Léo et Rémi, 13 ans, sont amis depuis toujours. Jusqu’à ce qu’un événement impensable les sépare. Léo se rapproche alors de Sophie, la mère de Rémi, pour essayer de comprendre…

Critique du film

Après l’accueil très chaleureux et la Caméra d’Or reçus au festival de Cannes pour son premier long-métrage, Girl, Lukas Dhont a longtemps porté le film à travers le monde, ne lui laissant guère de temps pour en faire le deuil et préparer le fameux « second film », celui que l’on a trop vite fait de qualifier de film de la confirmation. Dire que l’on attendait Close serait un euphémisme tant son premier long-métrage avait révélé un regard unique, celui d’un jeune cinéaste particulièrement doué dans la direction d’acteurs, qui s’emparait d’un sujet délicat pour mieux le façonner à son image et l’amener vers des contrées inédites. Raconter la difficulté d’être soi dans une société basée sur des normes, qui a besoin de faire rentrer l’individu dans des cases, voilà le tour de force qu’il réussissait dans Girl et qui justifiait déjà l’attente d’une nouvelle occurence cinématographique de ce nouveau talent belge.
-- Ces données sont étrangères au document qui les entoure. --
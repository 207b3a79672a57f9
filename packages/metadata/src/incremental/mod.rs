//! Session-scoped caches with compilation-cycle lifecycle.
//!
//! One [`MetadataSession`] is owned by the embedding compiler driver and
//! shared (by reference) with every engine call of that session. The host
//! driver brackets compilation cycles with `begin_cycle`/`end_cycle` to
//! bound cache growth.

pub mod src;

pub use src::session::{CachedMetadata, MetadataKey, MetadataSession};

#[cfg(test)]
mod test;
//! Pluggable annotation extensions.
//!
//! Three extension points run, in order, over every extracted annotation
//! value: Mappers (additive), Remappers (substitutive, package-scoped),
//! Transformers (substitutive, type-scoped). Implementations are collected
//! into an [`ExtensionRegistry`] by the embedding frontend; the resolution
//! engine only consumes an already-populated registry.

pub mod src;

pub use src::api::{
    AnnotationMapper, AnnotationRemapper, AnnotationTransformer, ALL_PACKAGES,
};
pub use src::registry::{package_of, ExtensionRegistry, ExtensionRegistryBuilder};
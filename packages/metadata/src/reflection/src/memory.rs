use std::collections::{HashMap, HashSet};

use super::api::{
    AnnotationDeclaration, ElementId, ElementKind, HostError, RawAnnotation, ReflectionHost,
};

#[derive(Debug, Clone)]
struct ElementEntry {
    kind: ElementKind,
    annotations: Vec<RawAnnotation>,
    /// Direct supertypes for classes, overridden members for methods/fields.
    extends: Vec<ElementId>,
}

/// Registration record for one element of the in-memory model.
#[derive(Debug, Clone)]
pub struct ElementRegistration {
    id: ElementId,
    kind: ElementKind,
    annotations: Vec<RawAnnotation>,
    extends: Vec<ElementId>,
}

impl ElementRegistration {
    pub fn new(id: impl Into<ElementId>, kind: ElementKind) -> Self {
        Self {
            id: id.into(),
            kind,
            annotations: Vec::new(),
            extends: Vec::new(),
        }
    }

    pub fn class(id: impl Into<ElementId>) -> Self {
        Self::new(id, ElementKind::Class)
    }

    pub fn method(id: impl Into<ElementId>) -> Self {
        Self::new(id, ElementKind::Method)
    }

    pub fn field(id: impl Into<ElementId>) -> Self {
        Self::new(id, ElementKind::Field)
    }

    pub fn annotated(mut self, annotation: RawAnnotation) -> Self {
        self.annotations.push(annotation);
        self
    }

    /// For a class: a direct supertype. For a method or field: the member it
    /// overrides or hides.
    pub fn extends(mut self, parent: impl Into<ElementId>) -> Self {
        self.extends.push(parent.into());
        self
    }
}

/// Programmatic [`ReflectionHost`] backed by registered elements and
/// annotation declarations. The natural host for embedders that synthesize
/// elements, and the model the engine's own tests run against.
#[derive(Debug, Default)]
pub struct InMemoryReflectionHost {
    elements: HashMap<ElementId, ElementEntry>,
    declarations: HashMap<String, AnnotationDeclaration>,
}

impl InMemoryReflectionHost {
    pub fn new() -> Self {
        Self::default()
    }

    pub fn register(&mut self, registration: ElementRegistration) -> &mut Self {
        self.elements.insert(
            registration.id,
            ElementEntry {
                kind: registration.kind,
                annotations: registration.annotations,
                extends: registration.extends,
            },
        );
        self
    }

    pub fn register_declaration(&mut self, declaration: AnnotationDeclaration) -> &mut Self {
        self.declarations
            .insert(declaration.name.clone(), declaration);
        self
    }

    fn walk(&self, id: &ElementId, out: &mut Vec<ElementId>, seen: &mut HashSet<ElementId>) {
        if !seen.insert(id.clone()) {
            return;
        }
        out.push(id.clone());
        if let Some(entry) = self.elements.get(id) {
            for parent in &entry.extends {
                self.walk(parent, out, seen);
            }
        }
    }
}

impl ReflectionHost for InMemoryReflectionHost {
    fn annotations_of(&self, element: &ElementId) -> Result<Vec<RawAnnotation>, HostError> {
        Ok(self
            .elements
            .get(element)
            .map(|e| e.annotations.clone())
            .unwrap_or_default())
    }

    fn type_hierarchy_of(
        &self,
        element: &ElementId,
        inherit_type_annotations: bool,
        declared_only: bool,
    ) -> Result<Vec<ElementId>, HostError> {
        if declared_only {
            return Ok(vec![element.clone()]);
        }
        if !inherit_type_annotations && self.element_kind(element) == ElementKind::Class {
            return Ok(vec![element.clone()]);
        }
        let mut out = Vec::new();
        let mut seen = HashSet::new();
        self.walk(element, &mut out, &mut seen);
        Ok(out)
    }

    fn element_kind(&self, element: &ElementId) -> ElementKind {
        self.elements
            .get(element)
            .map(|e| e.kind)
            .unwrap_or(ElementKind::Class)
    }

    fn annotation_declaration(&self, type_name: &str) -> Option<AnnotationDeclaration> {
        self.declarations.get(type_name).cloned()
    }
}
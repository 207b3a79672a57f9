use smallvec::SmallVec;

/// Transient per-branch state threaded through the recursive pipeline.
///
/// Immutable: descending into a stereotype or a plugin-produced value works
/// on a copy (`with_parent`, `with_processed_visitor`), so sibling branches
/// never observe each other's state. The ancestor chain doubles as the
/// stereotype parent route and as the cycle guard that keeps mutually
/// meta-annotated annotations from recursing forever.
#[derive(Debug, Clone, Default)]
pub struct ProcessingContext {
    ancestors: SmallVec<[String; 4]>,
    processed_visitors: SmallVec<[String; 2]>,
}

impl ProcessingContext {
    pub fn root() -> Self {
        Self::default()
    }

    /// Whether this context is at the top level (no enclosing annotation).
    pub fn is_root(&self) -> bool {
        self.ancestors.is_empty()
    }

    pub fn is_ancestor(&self, annotation: &str) -> bool {
        self.ancestors.iter().any(|a| a == annotation)
    }

    /// Ancestor annotation names from the top-level annotation down to the
    /// direct parent.
    pub fn parent_route(&self) -> &[String] {
        &self.ancestors
    }

    pub fn with_parent(&self, annotation: impl Into<String>) -> Self {
        let mut next = self.clone();
        next.ancestors.push(annotation.into());
        next
    }

    pub fn has_processed(&self, visitor: &str) -> bool {
        self.processed_visitors.iter().any(|v| v == visitor)
    }

    /// Mark a plugin as applied on this branch so it cannot fire again on
    /// its own output.
    pub fn with_processed_visitor(&self, visitor: impl Into<String>) -> Self {
        let mut next = self.clone();
        next.processed_visitors.push(visitor.into());
        next
    }
}

#[cfg(test)]
mod tests {
    use super::*;

    #[test]
    fn test_descend_copies_do_not_leak_into_siblings() {
        let root = ProcessingContext::root();
        let left = root.with_parent("app.A");
        let right = root.with_parent("app.B");
        assert!(left.is_ancestor("app.A"));
        assert!(!left.is_ancestor("app.B"));
        assert!(right.is_ancestor("app.B"));
        assert!(root.is_root());
        assert!(!left.is_root());
    }

    #[test]
    fn test_parent_route_preserves_descent_order() {
        let ctx = ProcessingContext::root()
            .with_parent("app.A")
            .with_parent("app.B");
        assert_eq!(ctx.parent_route(), ["app.A".to_owned(), "app.B".to_owned()]);
    }

    #[test]
    fn test_processed_visitors_accumulate() {
        let ctx = ProcessingContext::root().with_processed_visitor("mapper-1");
        assert!(ctx.has_processed("mapper-1"));
        assert!(!ctx.has_processed("mapper-2"));
    }
}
À seulement trente-et-un ans, le voilà propulsé dans le grand bain de la Compétition Officielle avec une seconde oeuvre intime, qui sonde les peurs et les affres de la masculinité.

Largement inspiré du vécu personnel de son auteur, Close met en lumière la révélation Eden Dambrine dans le rôle de Léo, un garçon de 13 ans qui vit dans une idylle complice avec son meilleur ami Rémi (Gustav De Waele). Les deux garçons s’amusent avec innocence et fougue dans ce merveilleux cadre bucolique que représente la ferme florale que gèrent les parents de Léo. Courir à toutes jambes, à s’en faire brûler les poumons et les muscles. Se rêver chevaliers et partager encore et encore ce jeu imaginaire avec son complice de longue date. La proximité de Leo et Remi se déploie dès les premiers instants. Elle est criante, et elle est immédiatement remarquée lors de l’entrée de deux garçons au collège, où leur complicité est promptement questionnée avant de virer aux provocations et injures à caractère homophobe.

Close film

À un âge où l’on se construit son identité, conscient qu’il n’est pas un modèle de masculinité, Léo vit mal ces regards qui se portent sur Rémi et lui. Comme poussé dans ses retranchements, il réfute avec une véhémence trop manifeste une question sur leur relation qui traduit toute son insécurité, et tente progressivement de se rapprocher des garçons plus virils de sa classe. Pour contredire ceux qui le raillent, il s’inscrit au hockey sur glace, sport « viril » qui passionne l’un de ses camarades populaires. Petit à petit, la proximité de son compagnon de longue date devient source d’embarras pour Leo, qui se montre distant, avant de laisser ressortir sur lui toute sa frustration dans un instant d’agressivité. Leur lien si affectueux et spontané ne semble pouvoir subsister au collège, et il se refroidit progressivement et trop soudainement, les non-dits et la gêne remplaçant les éclats de rire et les regards remplis d’admiration. La peine et l’incompréhension de Rémi nous fendent le coeur.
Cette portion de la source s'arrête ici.